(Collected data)
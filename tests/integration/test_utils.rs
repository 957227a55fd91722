//! Shared sandbox for integration tests
//!
//! Writes one rc file into every slot brush searches, plus a site alias
//! file, inside a temp directory. Each rc file sets `contextConfig` to the
//! slot name and `contextConfig` for `unit-eval` to `<slot>-specific`.

use brush_context::config::SearchRoots;
use brush_context::context::{ContextStack, ContextStackBuilder, Invocation};
use std::fs;
use std::path::{Path, PathBuf};
use tempfile::TempDir;

pub const SITE: &str = "dev";

pub struct Sandbox {
    _dir: TempDir,
    pub root: PathBuf,
    pub custom: PathBuf,
    pub site: PathBuf,
    pub backdrop: PathBuf,
    pub home: PathBuf,
    pub home_brush: PathBuf,
    pub system: PathBuf,
    /// rc files in the order brush should load them.
    pub written: Vec<PathBuf>,
}

fn rc_contents(key: &str) -> String {
    format!(
        "# Written by the brush test sandbox. Safe to delete.\n\
         contextConfig = \"{key}\"\n\
         \n\
         [command-specific.unit-eval]\n\
         contextConfig = \"{key}-specific\"\n"
    )
}

impl Sandbox {
    pub fn new() -> Self {
        let dir = TempDir::new().unwrap();
        let root = dunce::canonicalize(dir.path()).unwrap();
        let backdrop = root.join("web");
        let site = backdrop.join("sites").join(SITE);
        let home = root.join("home");
        let home_brush = home.join(".brush");
        let system = root.join("etc").join("brush");
        for path in [&site, &home_brush, &system] {
            fs::create_dir_all(path).unwrap();
        }

        let slots: [(&str, PathBuf); 6] = [
            ("custom", root.join("brushrc.toml")),
            ("site", site.join("brushrc.toml")),
            ("backdrop", backdrop.join("brushrc.toml")),
            ("user", home.join(".brushrc.toml")),
            ("home.brush", home_brush.join("brushrc.toml")),
            ("system", system.join("brushrc.toml")),
        ];
        let mut written = Vec::new();
        for (key, path) in slots {
            fs::write(&path, rc_contents(key)).unwrap();
            written.push(path);
        }

        fs::write(
            site.join("aliases.brushrc.toml"),
            "[contextAlias]\n\
             contextConfig = \"alias1\"\n\
             \n\
             [contextAlias.command-specific.unit-eval]\n\
             contextConfig = \"alias-specific\"\n",
        )
        .unwrap();

        Self {
            _dir: dir,
            custom: root.clone(),
            root,
            site,
            backdrop,
            home,
            home_brush,
            system,
            written,
        }
    }

    pub fn roots(&self) -> SearchRoots {
        SearchRoots::new(Some(self.home.clone()), self.system.clone(), 1)
    }

    /// Invocation with `--root` and `--uri` pointing at the sandbox site.
    pub fn invocation(&self, command: &str) -> Invocation {
        let mut invocation = Invocation::new(command);
        invocation.root = Some(self.backdrop.clone());
        invocation.uri = Some(SITE.to_string());
        invocation
    }

    pub fn build(&self, invocation: Invocation) -> ContextStack {
        ContextStackBuilder::new(invocation, self.roots())
            .build()
            .unwrap()
    }

    pub fn path(&self, relative: &str) -> PathBuf {
        self.root.join(relative)
    }
}

pub fn as_paths(paths: Vec<&Path>) -> Vec<PathBuf> {
    paths.into_iter().map(Path::to_path_buf).collect()
}
//! Built-in fallback values: the core-default context.

use crate::context::types::{Context, ContextContribution, ContextSlot, OptionValue};

/// Options every invocation can rely on having a value for.
pub fn core_defaults() -> ContextContribution {
    let mut defaults = ContextContribution::default();
    defaults.set("pipe", OptionValue::Boolean(false));
    defaults.set("verbose", OptionValue::Boolean(false));
    defaults.set("simulate", OptionValue::Boolean(false));
    defaults.set("format", OptionValue::from("text"));
    defaults.set("log-level", OptionValue::from("warn"));
    defaults.set("log-format", OptionValue::from("text"));
    defaults.set("log-output", OptionValue::from("stderr"));
    defaults
}

pub fn core_default_context() -> Context {
    Context::new(ContextSlot::CoreDefault, core_defaults())
}
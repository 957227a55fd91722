//! Logging System
//!
//! Structured logging using the `tracing` crate. Level, format and output
//! come from the context stack (`log-level`, `log-format`, `log-output`,
//! `log-file` options), then CLI flags, with `BRUSH_LOG*` environment
//! variables taking precedence over both.

use crate::context::ContextStack;
use crate::error::ApiError;
use serde::{Deserialize, Serialize};
use std::collections::HashMap;
use std::path::PathBuf;
use tracing_subscriber::fmt::time::ChronoUtc;
use tracing_subscriber::{fmt, layer::SubscriberExt, util::SubscriberInitExt, EnvFilter, Registry};

/// Logging configuration
#[derive(Debug, Clone, Serialize, Deserialize)]
pub struct LoggingConfig {
    /// Disable all log output (`--quiet`)
    #[serde(default = "default_true")]
    pub enabled: bool,

    /// Log level: trace, debug, info, warn, error, off
    #[serde(default = "default_log_level")]
    pub level: String,

    /// Output format: json, text (default: text)
    #[serde(default = "default_format")]
    pub format: String,

    /// Output destination: stderr, stdout, file
    #[serde(default = "default_output")]
    pub output: String,

    /// Log file path (required when output is "file")
    #[serde(default)]
    pub file: Option<PathBuf>,

    /// Enable colored output (text format only, stdout/stderr only)
    #[serde(default = "default_true")]
    pub color: bool,

    /// Module-specific log levels
    #[serde(default)]
    pub modules: HashMap<String, String>,
}

fn default_log_level() -> String {
    "warn".to_string()
}

fn default_format() -> String {
    "text".to_string()
}

fn default_output() -> String {
    "stderr".to_string()
}

fn default_true() -> bool {
    true
}

impl Default for LoggingConfig {
    fn default() -> Self {
        Self {
            enabled: default_true(),
            level: default_log_level(),
            format: default_format(),
            output: default_output(),
            file: None,
            color: default_true(),
            modules: HashMap::new(),
        }
    }
}

impl LoggingConfig {
    /// Logging settings as resolved for the active command.
    pub fn from_stack(stack: &ContextStack) -> Self {
        let mut config = Self::default();
        if let Some(level) = stack.option_str("log-level") {
            config.level = level.to_string();
        }
        if let Some(format) = stack.option_str("log-format") {
            config.format = format.to_string();
        }
        if let Some(output) = stack.option_str("log-output") {
            config.output = output.to_string();
        }
        if let Some(file) = stack.option_str("log-file") {
            config.file = Some(PathBuf::from(file));
        }
        if let Some(toml::Value::Boolean(color)) = stack.get("log-color", stack.command()) {
            config.color = *color;
        }
        if let Some(toml::Value::Table(modules)) = stack.get("log-modules", stack.command()) {
            for (module, level) in modules {
                if let Some(level) = level.as_str() {
                    config.modules.insert(module.clone(), level.to_string());
                }
            }
        }
        config
    }
}

/// Initialize the logging system
///
/// Priority order (highest to lowest):
/// 1. Environment variables (BRUSH_LOG, BRUSH_LOG_FORMAT, BRUSH_LOG_OUTPUT)
/// 2. CLI arguments (applied to the config by the caller)
/// 3. Context stack options
/// 4. Defaults
pub fn init_logging(config: Option<&LoggingConfig>) -> Result<(), ApiError> {
    if config.map(|c| !c.enabled).unwrap_or(false) {
        return Ok(());
    }

    let filter = build_env_filter(config)?;
    let format = determine_format(config)?;
    let output = determine_output(config)?;
    let use_color = config.map(|c| c.color).unwrap_or(true);

    let base_subscriber = Registry::default().with(filter);

    let get_file_writer = || -> Result<std::fs::File, ApiError> {
        let log_file = config.and_then(|c| c.file.clone()).ok_or_else(|| {
            ApiError::ConfigError("Log output 'file' requires a log file path".to_string())
        })?;
        if let Some(parent) = log_file.parent() {
            std::fs::create_dir_all(parent).map_err(|e| {
                ApiError::ConfigError(format!("Failed to create log directory: {}", e))
            })?;
        }
        std::fs::OpenOptions::new()
            .create(true)
            .append(true)
            .open(&log_file)
            .map_err(|e| {
                ApiError::ConfigError(format!("Failed to open log file {:?}: {}", log_file, e))
            })
    };

    let result = match (format.as_str(), output) {
        ("json", Output::File) => base_subscriber
            .with(
                fmt::layer()
                    .json()
                    .with_target(true)
                    .with_timer(ChronoUtc::rfc_3339())
                    .with_writer(get_file_writer()?),
            )
            .try_init(),
        ("json", Output::Stdout) => base_subscriber
            .with(
                fmt::layer()
                    .json()
                    .with_target(true)
                    .with_timer(ChronoUtc::rfc_3339())
                    .with_writer(std::io::stdout),
            )
            .try_init(),
        ("json", Output::Stderr) => base_subscriber
            .with(
                fmt::layer()
                    .json()
                    .with_target(true)
                    .with_timer(ChronoUtc::rfc_3339())
                    .with_writer(std::io::stderr),
            )
            .try_init(),
        (_, Output::File) => base_subscriber
            .with(
                fmt::layer()
                    .with_target(true)
                    .with_timer(ChronoUtc::rfc_3339())
                    .with_ansi(false)
                    .with_writer(get_file_writer()?),
            )
            .try_init(),
        (_, Output::Stdout) => base_subscriber
            .with(
                fmt::layer()
                    .with_target(true)
                    .with_timer(ChronoUtc::rfc_3339())
                    .with_ansi(use_color)
                    .with_writer(std::io::stdout),
            )
            .try_init(),
        (_, Output::Stderr) => base_subscriber
            .with(
                fmt::layer()
                    .with_target(true)
                    .with_timer(ChronoUtc::rfc_3339())
                    .with_ansi(use_color)
                    .with_writer(std::io::stderr),
            )
            .try_init(),
    };

    result.map_err(|e| ApiError::ConfigError(format!("Failed to initialize logging: {}", e)))
}

/// Build environment filter from config or environment variables
fn build_env_filter(config: Option<&LoggingConfig>) -> Result<EnvFilter, ApiError> {
    if let Ok(filter) = EnvFilter::try_from_env("BRUSH_LOG") {
        return Ok(filter);
    }

    let level = config.map(|c| c.level.as_str()).unwrap_or("warn");
    if level == "off" {
        return Ok(EnvFilter::new("off"));
    }

    let mut filter = EnvFilter::new(level);

    if let Some(config) = config {
        for (module, module_level) in &config.modules {
            let directive = format!("{}={}", module, module_level);
            filter = filter.add_directive(
                directive
                    .parse()
                    .map_err(|e| ApiError::ConfigError(format!("Invalid log directive: {}", e)))?,
            );
        }
    }

    if let Ok(modules_str) = std::env::var("BRUSH_LOG_MODULES") {
        for module_spec in modules_str.split(',') {
            let parts: Vec<&str> = module_spec.split('=').collect();
            if parts.len() == 2 {
                let directive = format!("{}={}", parts[0].trim(), parts[1].trim());
                filter = filter.add_directive(directive.parse().map_err(|e| {
                    ApiError::ConfigError(format!("Invalid log directive from env: {}", e))
                })?);
            }
        }
    }

    Ok(filter)
}

/// Determine output format from config or environment
fn determine_format(config: Option<&LoggingConfig>) -> Result<String, ApiError> {
    if let Ok(format) = std::env::var("BRUSH_LOG_FORMAT") {
        if format == "json" || format == "text" {
            return Ok(format);
        }
    }

    let format = config.map(|c| c.format.as_str()).unwrap_or("text");
    if format != "json" && format != "text" {
        return Err(ApiError::ConfigError(format!(
            "Invalid log format: {} (must be 'json' or 'text')",
            format
        )));
    }

    Ok(format.to_string())
}

/// Output destination
#[derive(Debug, Clone, Copy, PartialEq, Eq)]
enum Output {
    Stdout,
    Stderr,
    File,
}

/// Determine output destination from config or environment
fn determine_output(config: Option<&LoggingConfig>) -> Result<Output, ApiError> {
    if let Ok(output) = std::env::var("BRUSH_LOG_OUTPUT") {
        return parse_output(&output);
    }
    parse_output(config.map(|c| c.output.as_str()).unwrap_or("stderr"))
}

fn parse_output(output: &str) -> Result<Output, ApiError> {
    match output {
        "stdout" => Ok(Output::Stdout),
        "stderr" => Ok(Output::Stderr),
        "file" => Ok(Output::File),
        _ => Err(ApiError::ConfigError(format!(
            "Invalid log output: {} (must be 'stdout', 'stderr', or 'file')",
            output
        ))),
    }
}
//! Filesystem roots the search paths hang off: home, system directory, and
//! the tool identity used for version gating.

use crate::config::version_gate::VersionGate;
use std::path::PathBuf;

/// Tool name used in file names and version tokens.
pub const TOOL_NAME: &str = "brush";

/// Environment variable that relocates the system configuration directory.
pub const SYSTEM_DIR_ENV: &str = "BRUSH_SYSTEM_CONFIG_DIR";

const DEFAULT_SYSTEM_DIR: &str = "/etc/brush";

/// Major version of this build.
pub fn tool_major_version() -> u32 {
    env!("CARGO_PKG_VERSION_MAJOR").parse().unwrap_or(0)
}

/// Where the user and system slots live, and which tool generation is running.
#[derive(Debug, Clone, PartialEq, Eq)]
pub struct SearchRoots {
    /// Invoking user's home directory. `None` disables the user and home.brush slots.
    pub home: Option<PathBuf>,
    pub system_dir: PathBuf,
    pub tool_name: String,
    pub major_version: u32,
}

impl SearchRoots {
    /// Roots for the current process: home from the platform, system directory
    /// from `BRUSH_SYSTEM_CONFIG_DIR` or `/etc/brush`.
    pub fn from_env() -> Self {
        let home = directories::BaseDirs::new().map(|dirs| dirs.home_dir().to_path_buf());
        let system_dir = std::env::var_os(SYSTEM_DIR_ENV)
            .filter(|v| !v.is_empty())
            .map(PathBuf::from)
            .unwrap_or_else(|| PathBuf::from(DEFAULT_SYSTEM_DIR));
        Self {
            home,
            system_dir,
            tool_name: TOOL_NAME.to_string(),
            major_version: tool_major_version(),
        }
    }

    /// Explicit roots, mostly for tests and embedding.
    pub fn new(home: Option<PathBuf>, system_dir: impl Into<PathBuf>, major_version: u32) -> Self {
        Self {
            home,
            system_dir: system_dir.into(),
            tool_name: TOOL_NAME.to_string(),
            major_version,
        }
    }

    /// Dotfolder under home: `~/.brush`. Also the user alias directory.
    pub fn home_tool_dir(&self) -> Option<PathBuf> {
        self.home
            .as_ref()
            .map(|home| home.join(format!(".{}", self.tool_name)))
    }

    /// Plain rc file name, e.g. `brushrc.toml`.
    pub fn rc_file_name(&self) -> String {
        format!("{}rc.toml", self.tool_name)
    }

    /// Dotted rc file name used directly in the home directory, e.g. `.brushrc.toml`.
    pub fn user_rc_file_name(&self) -> String {
        format!(".{}", self.rc_file_name())
    }

    pub fn version_gate(&self) -> VersionGate {
        VersionGate::new(self.tool_name.clone(), self.major_version)
    }
}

**Exercise requirements:**
Working from the data above, extract solely the lines from the one containing "let use_color = config.map(|c|" through the one containing "let get_file_writer = ||", exactly as they appear, both included.

**Output for this task:**
    let use_color = config.map(|c| c.color).unwrap_or(true);

    let base_subscriber = Registry::default().with(filter);

    let get_file_writer = || -> Result<std::fs::File, ApiError> {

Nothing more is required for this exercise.